Carrot Raisin Salad
Total TimePrep/Total Time: 10 min.
- 4 cups shredded carrots
- 3/4 to 1-1/2 cups raisins
- 1/4 cup mayonnaise
- 2 tablespoons sugar
- 2 to 3 tablespoons 2% milk
- Mix first four ingredients. Stir in enough milk to reach desired consistency. Refrigerate until serving.

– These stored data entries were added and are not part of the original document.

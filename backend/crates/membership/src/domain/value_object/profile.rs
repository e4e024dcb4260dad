//! Profile Value Object
//!
//! Optional personal details carried by an identity. Names are trimmed and
//! blank names are dropped; a birthday cannot lie in the future.

use chrono::NaiveDate;
use serde::{Deserialize, Serialize};

use crate::error::{MembershipError, MembershipResult};

/// Maximum length of any single name, in characters
const NAME_MAX_CHARS: usize = 64;

#[derive(Debug, Clone, Default, PartialEq, Eq, Serialize, Deserialize)]
pub struct Profile {
    pub first_name: Option<String>,
    pub middle_name: Option<String>,
    pub last_name: Option<String>,
    pub nick_name: Option<String>,
    pub birthday: Option<NaiveDate>,
}

impl Profile {
    /// Validate against `today` and return the normalized profile
    pub fn normalized(self, today: NaiveDate) -> MembershipResult<Self> {
        if self.birthday.is_some_and(|birthday| birthday > today) {
            return Err(MembershipError::InvalidProfile("birthday is in the future"));
        }

        Ok(Self {
            first_name: clean_name(self.first_name)?,
            middle_name: clean_name(self.middle_name)?,
            last_name: clean_name(self.last_name)?,
            nick_name: clean_name(self.nick_name)?,
            birthday: self.birthday,
        })
    }

    /// "First Middle Last", skipping missing parts
    pub fn full_name(&self) -> Option<String> {
        let parts: Vec<&str> = [&self.first_name, &self.middle_name, &self.last_name]
            .into_iter()
            .filter_map(|part| part.as_deref())
            .collect();
        (!parts.is_empty()).then(|| parts.join(" "))
    }
}

fn clean_name(name: Option<String>) -> MembershipResult<Option<String>> {
    let Some(name) = name else {
        return Ok(None);
    };
    let trimmed = name.trim();
    if trimmed.is_empty() {
        return Ok(None);
    }
    if trimmed.chars().count() > NAME_MAX_CHARS {
        return Err(MembershipError::InvalidProfile("name too long"));
    }
    if trimmed.chars().any(char::is_control) {
        return Err(MembershipError::InvalidProfile("name contains control characters"));
    }
    Ok(Some(trimmed.to_string()))
}
//! Domain Entities

pub mod identity;
pub mod remember_entry;
pub mod session_entry;
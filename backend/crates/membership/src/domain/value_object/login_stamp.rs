//! Session Login Stamp
//!
//! Stored in the session under the configured login key when a user logs
//! in without "remember me". Sliding: refreshed on every successful
//! resolution.

use chrono::{DateTime, TimeDelta, Utc};
use kernel::id::IdentityId;
use serde::{Deserialize, Serialize};
use uuid::Uuid;

#[derive(Debug, Clone, Copy, PartialEq, Eq, Serialize, Deserialize)]
pub struct LoginStamp {
    identity_id: Uuid,
    at: DateTime<Utc>,
}

impl LoginStamp {
    pub fn new(identity_id: IdentityId, at: DateTime<Utc>) -> Self {
        Self {
            identity_id: identity_id.into_uuid(),
            at,
        }
    }

    pub fn identity_id(&self) -> IdentityId {
        IdentityId::from_uuid(self.identity_id)
    }

    pub fn at(&self) -> DateTime<Utc> {
        self.at
    }

    /// `now - at <= threshold`
    pub fn is_fresh(&self, threshold: TimeDelta, now: DateTime<Utc>) -> bool {
        now.signed_duration_since(self.at) <= threshold
    }
}
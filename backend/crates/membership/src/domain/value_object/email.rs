//! Email Value Object
//!
//! Trimmed and lower-cased on construction; the lower-cased form is the
//! unique lookup key.

use serde::{Deserialize, Serialize};
use std::str::FromStr;

use crate::error::{MembershipError, MembershipResult};

/// Maximum email length (per RFC 5321)
const EMAIL_MAX_LENGTH: usize = 254;

/// Maximum local part length (per RFC 5321)
const LOCAL_PART_MAX_LENGTH: usize = 64;

#[derive(Debug, Clone, PartialEq, Eq, Hash, Serialize, Deserialize)]
pub struct Email(String);

impl Email {
    pub fn new(email: impl AsRef<str>) -> MembershipResult<Self> {
        let email = email.as_ref().trim().to_lowercase();

        if email.is_empty() {
            return Err(MembershipError::InvalidEmail("empty"));
        }
        if email.len() > EMAIL_MAX_LENGTH {
            return Err(MembershipError::InvalidEmail("too long"));
        }
        Self::check_format(&email)?;

        Ok(Self(email))
    }

    fn check_format(email: &str) -> MembershipResult<()> {
        let Some((local, domain)) = email.split_once('@') else {
            return Err(MembershipError::InvalidEmail("missing @"));
        };
        if domain.contains('@') {
            return Err(MembershipError::InvalidEmail("more than one @"));
        }

        if local.is_empty() || local.len() > LOCAL_PART_MAX_LENGTH {
            return Err(MembershipError::InvalidEmail("bad local part"));
        }
        if local.chars().any(|c| c.is_whitespace() || c.is_control()) {
            return Err(MembershipError::InvalidEmail("bad local part"));
        }

        let domain_ok = domain.contains('.')
            && domain
                .chars()
                .all(|c| c.is_ascii_alphanumeric() || c == '.' || c == '-')
            && !domain.starts_with(['.', '-'])
            && !domain.ends_with(['.', '-'])
            && !domain.contains("..");
        if !domain_ok {
            return Err(MembershipError::InvalidEmail("bad domain"));
        }

        Ok(())
    }

    /// Create from a stored value (validated on the way in)
    pub fn from_db(email: impl Into<String>) -> Self {
        Self(email.into())
    }

    pub fn as_str(&self) -> &str {
        &self.0
    }

    pub fn into_db(self) -> String {
        self.0
    }
}

impl FromStr for Email {
    type Err = MembershipError;

    fn from_str(s: &str) -> MembershipResult<Self> {
        Email::new(s)
    }
}

impl std::fmt::Display for Email {
    fn fmt(&self, f: &mut std::fmt::Formatter<'_>) -> std::fmt::Result {
        write!(f, "{}", self.0)
    }
}

impl AsRef<str> for Email {
    fn as_ref(&self) -> &str {
        &self.0
    }
}

#[cfg(test)]
mod tests {
    use super::*;

    #[test]
    fn test_email_valid() {
        assert!(Email::new("alice@example.com").is_ok());
        assert!(Email::new("user.name@example.co.jp").is_ok());
        assert!(Email::new("user+tag@example.com").is_ok());
    }

    #[test]
    fn test_email_invalid() {
        for bad in [
            "",
            "   ",
            "userexample.com",
            "user@",
            "@example.com",
            "user@@example.com",
            "user@example",
            "user@-example.com",
            "user@example..com",
            "us er@example.com",
        ] {
            assert!(
                matches!(Email::new(bad), Err(MembershipError::InvalidEmail(_))),
                "{bad:?}"
            );
        }
    }

    #[test]
    fn test_email_case_normalization() {
        let email = Email::new("  Alice@Example.COM ").unwrap();
        assert_eq!(email.as_str(), "alice@example.com");
    }

    #[test]
    fn test_email_too_long() {
        let long = format!("{}@example.com", "a".repeat(250));
        assert!(Email::new(long).is_err());
    }
}
//! Online-Presence Tracker

use std::sync::Arc;

use kernel::id::IdentityId;

use crate::application::clock::Clock;
use crate::application::config::MembershipConfig;
use crate::application::store_call::bounded;
use crate::domain::entity::identity::Identity;
use crate::domain::presence::online_since;
use crate::domain::repository::IdentityRepository;
use crate::error::MembershipResult;

/// Largest page handed out by the listing queries
pub const MAX_PAGE_SIZE: usize = 500;

pub struct PresenceTracker<R>
where
    R: IdentityRepository + Send + Sync + 'static,
{
    repo: Arc<R>,
    config: Arc<MembershipConfig>,
    clock: Arc<dyn Clock>,
}

impl<R> PresenceTracker<R>
where
    R: IdentityRepository + Send + Sync + 'static,
{
    pub fn new(repo: Arc<R>, config: Arc<MembershipConfig>, clock: Arc<dyn Clock>) -> Self {
        Self {
            repo,
            config,
            clock,
        }
    }

    /// Identities active within the online threshold
    pub async fn count_online(&self) -> MembershipResult<u64> {
        let since = online_since(self.config.online_threshold_delta(), self.clock.now());
        bounded(
            self.config.store_timeout,
            "count_active_since",
            self.repo.count_active_since(since),
        )
        .await
    }

    /// One page of online identities, ordered by id; `after` is the last id seen
    pub async fn list_online(
        &self,
        after: Option<IdentityId>,
        limit: usize,
    ) -> MembershipResult<Vec<Identity>> {
        let since = online_since(self.config.online_threshold_delta(), self.clock.now());
        bounded(
            self.config.store_timeout,
            "list_active_since",
            self.repo.list_active_since(since, after, limit.min(MAX_PAGE_SIZE)),
        )
        .await
    }

    /// One page of all identities, ordered by id
    pub async fn list_identities(
        &self,
        after: Option<IdentityId>,
        limit: usize,
    ) -> MembershipResult<Vec<Identity>> {
        bounded(
            self.config.store_timeout,
            "list_identities",
            self.repo.list_identities(after, limit.min(MAX_PAGE_SIZE)),
        )
        .await
    }
}

#[cfg(test)]
mod tests {
    use super::*;
    use crate::application::clock::ManualClock;
    use crate::domain::entity::identity::Credential;
    use crate::domain::value_object::email::Email;
    use crate::infra::memory::MemoryStore;
    use chrono::{TimeDelta, Utc};

    async fn seed(repo: &MemoryStore, email: &str, active: Option<chrono::DateTime<Utc>>) -> Identity {
        let now = Utc::now();
        let credential = Credential {
            hashed_secret: vec![0; 32],
            salt: vec![1; 32],
            algorithm: "sha256".to_string(),
            created_at: now,
        };
        let mut identity = Identity::new(Email::new(email).unwrap(), credential, true, now);
        identity.last_activity = active;
        repo.insert_identity(&identity).await.unwrap();
        identity
    }

    #[tokio::test]
    async fn test_online_boundary() {
        let repo = Arc::new(MemoryStore::new());
        let now = Utc::now();
        let clock = Arc::new(ManualClock::new(now));
        let tracker = PresenceTracker::new(repo.clone(), Arc::new(MembershipConfig::default()), clock);

        seed(&repo, "edge@example.com", Some(now - TimeDelta::seconds(900))).await;
        seed(&repo, "past@example.com", Some(now - TimeDelta::seconds(901))).await;
        seed(&repo, "never@example.com", None).await;

        assert_eq!(tracker.count_online().await.unwrap(), 1);
        let online = tracker.list_online(None, 10).await.unwrap();
        assert_eq!(online.len(), 1);
        assert_eq!(online[0].email.as_str(), "edge@example.com");
    }

    #[tokio::test]
    async fn test_keyset_pages_cover_everyone_once() {
        let repo = Arc::new(MemoryStore::new());
        let clock = Arc::new(ManualClock::new(Utc::now()));
        let tracker = PresenceTracker::new(repo.clone(), Arc::new(MembershipConfig::default()), clock);

        for i in 0..7 {
            seed(&repo, &format!("user{i}@example.com"), None).await;
        }

        let mut seen = Vec::new();
        let mut after = None;
        loop {
            let page = tracker.list_identities(after, 3).await.unwrap();
            if page.is_empty() {
                break;
            }
            after = page.last().map(|identity| identity.id);
            seen.extend(page.into_iter().map(|identity| identity.id));
        }

        assert_eq!(seen.len(), 7);
        let mut sorted = seen.clone();
        sorted.sort();
        assert_eq!(seen, sorted);
    }
}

Nutrition Facts1/2 cup: 122 calories, 5g fat (1g saturated fat), 1mg cholesterol, 76mg sodium, 19g carbohydrate (14g sugars, 2g fiber), 1g protein. Diabetic Exchanges: 1/2 starch, 1/2 fruit, 1 fat.
May 20, 2019
If you are looking for another flavor note in this salad, try adding shredded tart apple such as a Granny Smith. , I also add lemon juice to taste.
Jul 3, 2018
For the added flavor you are looking for substitute honey or maple syrup for milk
Aug 18, 2017
This is so very delicious, will be making this often!!
May 8, 2017
This reminds me of grade school. We had this as part of our school lunches. It brings back good memories!
Sep 27, 2016
I made this lovely salad for dinner, using Craisins (dried, sweetened cranberries) instead of raisins. I also added a half teaspoon of cider vinegar, because our carrots were very fresh and sweet. The carrot flavor really shines, which I liked, although I see that other tasters felt it could use another flavor note.
May 16, 2016
easy peasy- quick and just what I was looking for to serve as a side at a BBQ- Very traditional. I did add about 1/3 c crushed pineapple.
Apr 11, 2015
Reminds me of the dish my mother would make for us in the 80s in upstate NY. Great use of raw carrots and a different take on a salad sidedish. I made as is, but next time may had some chopped pecans or walnuts for a crunch.
Mar 1, 2015
Nice, basic, easily adjustable recipe. I just made it as written and it's not bad. I tried it and felt like it was missing "something", so I added the pineapple that others suggested. Still not bad, but I still think it needs a little something - just not sure what. Maybe after it sits in the fridge for a while it'll have a little more flavor.
Sep 9, 2014
Sounds delicious. My recipe is close (?) except that I use a bit more mayo and no milk. Plus, I add 1/4 cup par-boiled salted peanuts per pound of carrots for extra crunch. Gentle boil for 5 minutes; soak for 15 min; drain, add to the carrot/mayo mixture.
Aug 30, 2014
Simple and yet good side dish! Sometimes I like to add a little crushed pineapple also, just for a different taste.